Dear Fellow Investors,
It was the best of times, it was the worst of times
-Charles Dickens, The Tale of Two Cities
Rising global inflation and resulting tightening of liquidity has pulled global markets including Indian equities lower. While exact causes and future trajectory of inflation are neither easy nor interesting topics to discuss, the impact inflation has on businesses, valuations and investment opportunities is real and therefore deserves your investment attention.
Intrinsic value of a business is present value of its future free-cash-flows (cash profits less investments) discounted at an expected reasonable rate of return. Inflation can adversely affect all the three elements of this value equation – (1) profits, (2) investments in working capital & fixed assets and (3) expected reasonable rate of return (aka cost of capital).
Profits – When revenues fail to increase as fast as costs during inflation, profitability suffers. There are two antidotes to this– (a) raise prices, and/or (b) control costs. There are many nuances to each of them.
Companies that sell unsubstitutable necessities such as staples, utilities etc. can raise prices without material effect on volumes.

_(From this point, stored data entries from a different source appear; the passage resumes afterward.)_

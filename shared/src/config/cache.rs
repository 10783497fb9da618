//! Revocation index backend configuration

use serde::{Deserialize, Serialize};

/// Which backend holds the revocation index
#[derive(Debug, Clone, Copy, PartialEq, Eq, Deserialize, Serialize, Default)]
#[serde(rename_all = "lowercase")]
pub enum CacheBackend {
    /// Shared Redis instance
    #[default]
    Redis,
    /// Process-local map, single-instance deployments and tests only
    Memory,
}

impl std::str::FromStr for CacheBackend {
    type Err = String;

    fn from_str(s: &str) -> Result<Self, Self::Err> {
        match s.to_lowercase().as_str() {
            "redis" => Ok(CacheBackend::Redis),
            "memory" | "in-memory" => Ok(CacheBackend::Memory),
            _ => Err(format!("Invalid cache backend: {}", s)),
        }
    }
}

/// Redis cache configuration
#[derive(Debug, Clone, Deserialize, Serialize)]
pub struct CacheConfig {
    /// Selected backend
    #[serde(default)]
    pub backend: CacheBackend,

    /// Redis connection URL
    pub url: String,

    /// Maximum number of connections in the pool
    pub max_connections: u32,

    /// Connection timeout in seconds
    pub connection_timeout: u64,

    /// Maximum connection attempts before giving up
    #[serde(default = "default_max_retries")]
    pub max_retries: u32,

    /// Base delay between connection attempts in milliseconds
    #[serde(default = "default_retry_delay_ms")]
    pub retry_delay_ms: u64,
}

impl Default for CacheConfig {
    fn default() -> Self {
        Self {
            backend: CacheBackend::default(),
            url: String::from("redis://localhost:6379"),
            max_connections: 10,
            connection_timeout: 5,
            max_retries: default_max_retries(),
            retry_delay_ms: default_retry_delay_ms(),
        }
    }
}

impl CacheConfig {
    /// Create from environment variables
    pub fn from_env() -> Self {
        let backend = std::env::var("CACHE_BACKEND")
            .unwrap_or_else(|_| "redis".to_string())
            .parse()
            .unwrap_or_default();
        let url = std::env::var("REDIS_URL")
            .unwrap_or_else(|_| "redis://localhost:6379".to_string());
        let max_connections = std::env::var("REDIS_MAX_CONNECTIONS")
            .unwrap_or_else(|_| "10".to_string())
            .parse()
            .unwrap_or(10);

        Self {
            backend,
            url,
            max_connections,
            ..Default::default()
        }
    }

    /// Create a new cache configuration with URL
    pub fn new(url: impl Into<String>) -> Self {
        Self {
            url: url.into(),
            ..Default::default()
        }
    }

    /// Select the in-process backend
    pub fn in_memory() -> Self {
        Self {
            backend: CacheBackend::Memory,
            ..Default::default()
        }
    }
}

fn default_max_retries() -> u32 {
    3
}

fn default_retry_delay_ms() -> u64 {
    100
}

Inflation raises output prices for commodity producing companies (steel, copper, aluminium, oil etc.), but the benefits are temporary due to cyclicity – higher prices reduce demand and/or attract new supply that cool prices. For lenders, interest rates on loans are reset faster than cost of deposits and supports margins. Industries with low spare capacity can raise prices in near term without materially affecting volumes. On the other side, often regulatory caps on pricing can become a deterrent. If end consumers are seeing strain on their budgets, they will try to delay, substitute or downtrend. However, companies serving higher income consumers may be hit less.
On cost side, companies with high operating margins can maintain absolute profits without large increase in output prices during inflation. Illustration: if revenue is 100, operating cost is 30, then operating profit is 70 (and operating margin 70%). If costs rise by 10% to 33, just a 3% rise in sales price to 103 can protect absolute operating profits of 70. Whereas if the operating margins are 30%, a 7% rise in sales prices will be needed. Continuing on costs, companies with high operating leverage (high fixed costs) can see rise in margins with rise in volumes (rise in fixed costs is slower than rise in volumes and improves margins). Lastly, a lower cost player can breakeven when others in the industry bleed and can get stronger as competition dwindle.
Finally, if inflation leads to rise in interest rates or currency depreciation, companies with high debt or imports can see sharp rise in their interest and forex cost, that can further hurt profits.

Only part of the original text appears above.